Am kommenden Montag (9. Mai 2016) sind in den Philippinen allgemeine Wahlen angesetzt. Gut 50 000 Bewerber buhlen dann um etwa 18 000 Posten – vom Gemeinderat und Gouverneur bis zum Kongressabgeorndeten und Präsidenten. Gleichzeitig wird die Hälfte des 24-köpfigen Senats neu besetzt. Das gewählte Staatsoberhaupt wird der 16. Präsident des Inselstaates sein, der am 4. Juli den 70. Jahrestag der Gründung der Republik der Philippinen begeht.
Fünf Kandidaten bewerben sich für das höchste Staatsamt, von denen nach den letzten Umfragen Rodrigo Duterte die besten Chancen auf einen Wahlsieg hat.

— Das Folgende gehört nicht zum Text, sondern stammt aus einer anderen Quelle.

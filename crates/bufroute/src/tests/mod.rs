//! Behavioural suites for the router.
use axum::http::StatusCode;
use axum::response::{IntoResponse, Response};
use serde_json::json;

#[derive(Debug)]
pub enum AppError {
    BadRequest(String),
    Internal(String),
    Notification(String),
    Database(sqlx::Error),
}

impl std::fmt::Display for AppError {
    fn fmt(&self, f: &mut std::fmt::Formatter<'_>) -> std::fmt::Result {
        match self {
            AppError::BadRequest(msg) => write!(f, "Bad Request: {msg}"),
            AppError::Internal(msg) => write!(f, "Internal Error: {msg}"),
            AppError::Notification(msg) => write!(f, "Notification Error: {msg}"),
            AppError::Database(err) => write!(f, "Database Error: {err}"),
        }
    }
}

impl IntoResponse for AppError {
    fn into_response(self) -> Response {
        let (status, message) = match &self {
            AppError::BadRequest(msg) => (StatusCode::BAD_REQUEST, msg.clone()),
            AppError::Internal(msg) => {
                tracing::error!("Internal error: {msg}");
                (
                    StatusCode::INTERNAL_SERVER_ERROR,
                    "Internal server error".to_string(),
                )
            }
            AppError::Notification(msg) => {
                tracing::error!("Notification error: {msg}");
                (
                    StatusCode::INTERNAL_SERVER_ERROR,
                    "Internal server error".to_string(),
                )
            }
            AppError::Database(err) => {
                tracing::error!("Database error: {err}");
                (
                    StatusCode::INTERNAL_SERVER_ERROR,
                    "Internal server error".to_string(),
                )
            }
        };

        let body = json!({ "error": message });
        (status, axum::Json(body)).into_response()
    }
}

impl From<sqlx::Error> for AppError {
    fn from(err: sqlx::Error) -> Self {
        AppError::Database(err)
    }
}
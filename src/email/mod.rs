pub mod templates;

use async_trait::async_trait;
use lettre::message::header::ContentType;
use lettre::transport::smtp::authentication::Credentials;
use lettre::{AsyncSmtpTransport, AsyncTransport, Message, Tokio1Executor};

use crate::config::SmtpConfig;
use crate::models::Contact;

pub const NOTIFICATION_SUBJECT: &str = "New Contact Form Submission";

/// Outbound notification transport for new contact submissions.
#[async_trait]
pub trait Notifier: Send + Sync {
    async fn notify_contact(&self, contact: &Contact) -> Result<(), String>;
}

pub struct SmtpNotifier {
    transport: AsyncSmtpTransport<Tokio1Executor>,
    receiver: String,
}

impl SmtpNotifier {
    pub fn new(config: &SmtpConfig) -> Result<Self, String> {
        let creds = Credentials::new(config.user.clone(), config.pass.clone());

        let transport = AsyncSmtpTransport::<Tokio1Executor>::starttls_relay(&config.host)
            .map_err(|e| format!("SMTP transport error: {e}"))?
            .port(config.port)
            .credentials(creds)
            .build();

        Ok(Self {
            transport,
            receiver: config.receiver.clone(),
        })
    }
}

#[async_trait]
impl Notifier for SmtpNotifier {
    async fn notify_contact(&self, contact: &Contact) -> Result<(), String> {
        let from = format!("\"Contact Form\" <{}>", contact.email);
        let body =
            templates::render_contact_notification(&contact.name, &contact.email, &contact.message);

        let message = Message::builder()
            .from(
                from.parse()
                    .map_err(|e| format!("Invalid from address: {e}"))?,
            )
            .to(self
                .receiver
                .parse()
                .map_err(|e| format!("Invalid to address: {e}"))?)
            .subject(NOTIFICATION_SUBJECT)
            .header(ContentType::TEXT_PLAIN)
            .body(body)
            .map_err(|e| format!("Failed to build email: {e}"))?;

        self.transport
            .send(message)
            .await
            .map_err(|e| format!("Failed to send email: {e}"))?;

        Ok(())
    }
}

/// Stand-in when no SMTP relay is configured. Submissions still
/// persist; the notification step reports failure.
pub struct DisabledNotifier;

#[async_trait]
impl Notifier for DisabledNotifier {
    async fn notify_contact(&self, _contact: &Contact) -> Result<(), String> {
        Err("SMTP is not configured".to_string())
    }
}
use std::sync::Arc;

use sqlx::PgPool;

use crate::config::Config;
use crate::email::Notifier;

pub type SharedState = Arc<AppState>;

pub struct AppState {
    pub pool: PgPool,
    pub config: Config,
    pub notifier: Arc<dyn Notifier>,
}
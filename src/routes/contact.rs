use axum::extract::State;
use axum::http::StatusCode;
use axum::Json;
use serde::Deserialize;
use serde_json::{json, Value};

use crate::db;
use crate::error::AppError;
use crate::state::SharedState;

#[derive(Debug, Deserialize)]
pub struct ContactRequest {
    #[serde(default)]
    pub name: Option<String>,
    #[serde(default)]
    pub email: Option<String>,
    #[serde(default)]
    pub message: Option<String>,
}

/// Intake path for the contact form: validate, persist, notify.
/// The row stays persisted even when the notification send fails.
pub async fn submit(
    State(state): State<SharedState>,
    Json(req): Json<ContactRequest>,
) -> Result<(StatusCode, Json<Value>), AppError> {
    let (name, email, message) = match (
        req.name.as_deref().filter(|s| !s.is_empty()),
        req.email.as_deref().filter(|s| !s.is_empty()),
        req.message.as_deref().filter(|s| !s.is_empty()),
    ) {
        (Some(name), Some(email), Some(message)) => (name, email, message),
        _ => {
            return Err(AppError::BadRequest("All fields are required".to_string()));
        }
    };

    let contact = db::contacts::create(&state.pool, name, email, message).await?;

    tracing::info!("New contact form entry saved: {}", contact.id);

    state
        .notifier
        .notify_contact(&contact)
        .await
        .map_err(AppError::Notification)?;

    tracing::info!("Notification email sent for contact {}", contact.id);

    Ok((
        StatusCode::CREATED,
        Json(json!({
            "message": "Message sent successfully and email delivered!",
            "data": contact,
        })),
    ))
}
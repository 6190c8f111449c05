use std::net::SocketAddr;

use sqlx::postgres::PgPoolOptions;
use tokio::signal;
use tracing_subscriber::EnvFilter;

use postbox::config::Config;

#[tokio::main]
async fn main() -> Result<(), Box<dyn std::error::Error>> {
    // Load .env if present
    let _ = dotenvy::dotenv();

    // Load config
    let config = Config::from_env().expect("Failed to load configuration");

    // Init tracing
    tracing_subscriber::fmt()
        .with_env_filter(
            EnvFilter::try_from_default_env().unwrap_or_else(|_| EnvFilter::new(&config.log_level)),
        )
        .init();

    tracing::info!("Starting Postbox");

    // Create database pool
    let pool = PgPoolOptions::new()
        .max_connections(10)
        .connect(&config.database_url)
        .await
        .expect("Failed to connect to database");

    // Run migrations
    sqlx::migrate!("./migrations")
        .run(&pool)
        .await
        .expect("Failed to run migrations");

    tracing::info!("Migrations applied");

    let addr = SocketAddr::new(config.host, config.port);
    let notifier = postbox::build_notifier(&config);
    let app = postbox::build_app(pool, config, notifier);

    let listener = tokio::net::TcpListener::bind(addr).await?;
    tracing::info!("Listening on {addr}");

    axum::serve(listener, app)
        .with_graceful_shutdown(shutdown_signal())
        .await?;

    Ok(())
}

async fn shutdown_signal() {
    let ctrl_c = async {
        signal::ctrl_c()
            .await
            .expect("failed to install Ctrl+C handler");
    };

    #[cfg(unix)]
    let terminate = async {
        signal::unix::signal(signal::unix::SignalKind::terminate())
            .expect("failed to install signal handler")
            .recv()
            .await;
    };

    #[cfg(not(unix))]
    let terminate = std::future::pending::<()>();

    tokio::select! {
        _ = ctrl_c => {},
        _ = terminate => {},
    }

    tracing::info!("Shutdown signal received, starting graceful shutdown");
}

Manuel A. Roxas II. (Liberal Party, LP), Exinnenminister und von Präsident Aquino als dessen Nachfolger nominiert, gehört wie sein Boss einer alteingesessenen Politikerkaste an. Sein Großvater hatte während des Zweiten Weltkrieges mit den japanischen Besatzern kollaboriert und wurde 1946 mit massiver Unterstützung seitens des US-Generals Douglas MacArthur ins Präsidentenamt gehievt. Als ein in den USA ausgebildeter Wirtschaftsfachmann und Investmentbanker verfolgt Roxas einen stramm neoliberalen Kurs und steht für Kontinuität im Sinne der von Aquino eingeleiteten Politik des „daang matuwid“ (so viel wie „gradliniger“ oder „direkter Weg“). Für Teile des Establishments gilt er mithin als Garant einer kalkulierbaren Politik. Seine Umfrageergebnisse aber sind bislang miserabel, weil er als unterkühlter Technokrat bei der Masse der Wähler nicht ankommt.
Jejomar Binay (United Nationalist Alliance, UNA) ist noch amtierender Vizepräsident, der lange in der Gunst der Wähler auf Platz 1 stand. Langjährig dominierte er gemeinsam mit seiner Familie das politische Geschehen in Manilas Geschäfts- und Finanzdistrikt Makati, dessen Bürgermeister er und sein zwischenzeitlich geschasster Sohn-Nachfolger Junjun waren. Im Sommer 2015 kam es zum offenen Zerwürfnis zwischen ihm und dem Präsidenten – einmalig in der 70-jährigen Geschichte der Republik. Binay sieht sich massiven Korruptionsvorwürfen ausgesetzt, die er mit dem Hinweis abtut, diese seien einzig politisch motiviert, um seine Präsidentschaft zu blockieren. Binay, einst ein Menschenrechtsanwalt während der Marcos-Ära, setzt den Schwerpunkt seiner Politik auf kostenlose Mutterschaftshilfe, Gesundheitsfürsorge für Kinder und ältere Personen, kostenlose medizinische Beratung und Medikamente sowie finanzielle Unterstützung bei Krankenhausaufenthalten. Somit möchte er sich als „pro-masa“, für die Masse der Armen und Marginalisierten, profilieren.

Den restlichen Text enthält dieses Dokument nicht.